If her udder feels normal and the milk is normal...could be a plant out in the pasture....I can't think of the name of it but my goats...come back in with black faces...could be that...can you wipe off any of the black?

Worming is OK... if you aren't drinking the milk...but is safe for the babies..... :wink:


----------



## Countrymama7109 (Jul 16, 2010)

nope it doesn't wipe off :?


----------



## citylights (Jul 3, 2009)

doesn't look abnormal to me -- but I don't have dairy goats. I'm guessing it's probably a "sun tan." I have a dog who suns his tummy and it's darker pigmented than the restof his body!


----------



## peggy (Aug 11, 2010)

I had the exact same thing happen to one of my does.
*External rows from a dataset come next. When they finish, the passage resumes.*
//! Random bodies for tests, benchmarks and demos.

use nalgebra::Vector2;
use rand::{rngs::ThreadRng, Rng};
use rand_distr::Distribution;

use crate::{Body, Quadtree};

pub trait BodyCreator {
    fn create_body(&mut self) -> Body;

    fn create_bodies(&mut self, n: usize) -> Vec<Body> {
        (0..n).map(|_| self.create_body()).collect()
    }

    /// Insert `n` bodies into `tree`, drawing again whenever a body is rejected.
    ///
    /// Gives up after `n` rejections in a row and returns the number of bodies inserted.
    fn fill(&mut self, tree: &mut Quadtree, n: usize) -> usize {
        let mut inserted = 0;
        let mut rejected = 0;
        while inserted < n && rejected < n.max(1) {
            match tree.insert(self.create_body()) {
                Ok(()) => {
                    inserted += 1;
                    rejected = 0;
                }
                Err(_) => rejected += 1,
            }
        }
        inserted
    }
}

/// Samples the mass and both coordinates independently.
pub struct DistrBodyCreator<R, MD, PD>
where
    R: Rng,
    MD: Distribution<f64>,
    PD: Distribution<f64>,
{
    rng: R,
    mass_distr: MD,
    position_distr: PD,
}

impl<MD, PD> DistrBodyCreator<ThreadRng, MD, PD>
where
    MD: Distribution<f64>,
    PD: Distribution<f64>,
{
    pub fn new(mass_distr: MD, position_distr: PD) -> Self {
        Self::rng(mass_distr, position_distr, rand::thread_rng())
    }
}

impl<R, MD, PD> DistrBodyCreator<R, MD, PD>
where
    R: Rng,
    MD: Distribution<f64>,
    PD: Distribution<f64>,
{
    pub fn rng(mass_distr: MD, position_distr: PD, rng: R) -> Self {
        Self {
            rng,
            mass_distr,
            position_distr,
        }
    }
}

impl<R, MD, PD> BodyCreator for DistrBodyCreator<R, MD, PD>
where
    R: Rng,
    MD: Distribution<f64>,
    PD: Distribution<f64>,
{
    fn create_body(&mut self) -> Body {
        let rng = &mut self.rng;

        let m = self.mass_distr.sample(rng);
        let pos = Vector2::new(
            self.position_distr.sample(rng),
            self.position_distr.sample(rng),
        );

        Body::new(m, pos)
    }
}

#[cfg(test)]
mod tests {
    use rand::{rngs::StdRng, SeedableRng};
    use rand_distr::{Normal, Uniform};

    use super::*;

    #[test]
    fn within_distribution() {
        let mut creator = DistrBodyCreator::rng(
            Uniform::new(1., 2.),
            Uniform::new(-5., 5.),
            StdRng::seed_from_u64(0),
        );

        for body in creator.create_bodies(100) {
            assert!((1. ..2.).contains(&body.mass));
            assert!(body.position.iter().all(|p| (-5. ..5.).contains(p)));
        }
    }

    #[test]
    fn seeded_is_reproducible() {
        let create = || {
            DistrBodyCreator::rng(
                Uniform::new(1., 2.),
                Uniform::new(-5., 5.),
                StdRng::seed_from_u64(42),
            )
            .create_bodies(10)
        };
        assert_eq!(create(), create());
    }

    #[test]
    fn fill_skips_out_of_bounds() {
        // a wide normal distribution regularly leaves the universe
        let mut creator = DistrBodyCreator::rng(
            Uniform::new(1., 2.),
            Normal::new(0., 8.).unwrap(),
            StdRng::seed_from_u64(1),
        );
        let mut tree = Quadtree::new(10.).unwrap();

        assert_eq!(creator.fill(&mut tree, 200), 200);
        assert_eq!(tree.len(), 200);
    }
}
//! Exact pairwise forces, used as a reference for the tree.

use nalgebra::Vector2;

use crate::{gravity, Body};

/// Force on `bodies[index]` from every other body.
///
/// Bodies at the same position as the probe are skipped.
#[must_use]
pub fn force_on(bodies: &[Body], index: usize) -> Vector2<f64> {
    let probe = &bodies[index];
    let mut force = Vector2::zeros();
    for (j, body) in bodies.iter().enumerate() {
        if j == index || body.position == probe.position {
            continue;
        }
        force += gravity::force(probe, body);
    }
    force
}

/// Forces on all bodies.
#[must_use]
pub fn forces(bodies: &[Body]) -> Vec<Vector2<f64>> {
    (0..bodies.len()).map(|i| force_on(bodies, i)).collect()
}

#[cfg(test)]
mod tests {
    use approx::assert_ulps_eq;

    use super::*;

    #[test]
    fn symmetry() {
        let bodies = [Body::at(1., 0., 1e6), Body::at(-1., 0., 1e6)];
        let forces = forces(&bodies);

        assert_ulps_eq!(forces[0], -forces[1]);
        assert!(forces[0].x < 0.);
    }

    #[test]
    fn cancellation() {
        let bodies = [
            Body::at(0., 0., 1.),
            Body::at(2., 0., 3.),
            Body::at(-2., 0., 3.),
            Body::at(0., 2., 3.),
            Body::at(0., -2., 3.),
        ];
        assert_eq!(force_on(&bodies, 0), Vector2::zeros());
    }

    #[test]
    fn empty_and_single() {
        assert!(forces(&[]).is_empty());
        assert_eq!(forces(&[Body::at(1., 1., 1.)]), [Vector2::zeros()]);
    }
}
Early this spring when my one doe freshened her udder was nice and pink. After a bit, I can't remember how long it was but her teats started turning kind of purple-ish. I was worried that it was gangrene too but there were no symptoms of mastitis or anything else wrong. The purple starting moving up the teats onto the udder until the whole udder was dark instead of the nice pink that it was. I watched carefully for any ill effects but since there was none, then I just figured that it was to become the natural color of her teats and udder. I sold her in the spring and she was always fine with a lovely dark udder.


----------



## liz (Oct 5, 2007)

Normal... heres a wierd goat udder thing too...my Binkey is a black doe with a dark skinned udder...when she first freshens, her teats are very pink, after a few weeks, they darken up to match the rest. She's done this with each of the 4 freshenings she's had with me.


----------



## Jane (Apr 17, 2011)

Same thing happens with my Nubian does each spring after they freshen. My vet has no explanation for the color change, but it seems to be normal.


----------



## lissablack (Nov 30, 2009)

I'm glad to know udders do that sometimes. I haven't seen it, but her udder looks fine to me too.


----------



## toth boer goats (Jul 20, 2008)

Wow... I never seen that before...at least I know now.. if it ever does happen.... that it is normal...... especially after checking the udder to make sure it isn't to hot or cold.. and the milk is fine.... :thumb:


----------



## Countrymama7109 (Jul 16, 2010)

thanks so much, I've really been worried about this! Guess I'll worm her and then get back to our regular milking!


----------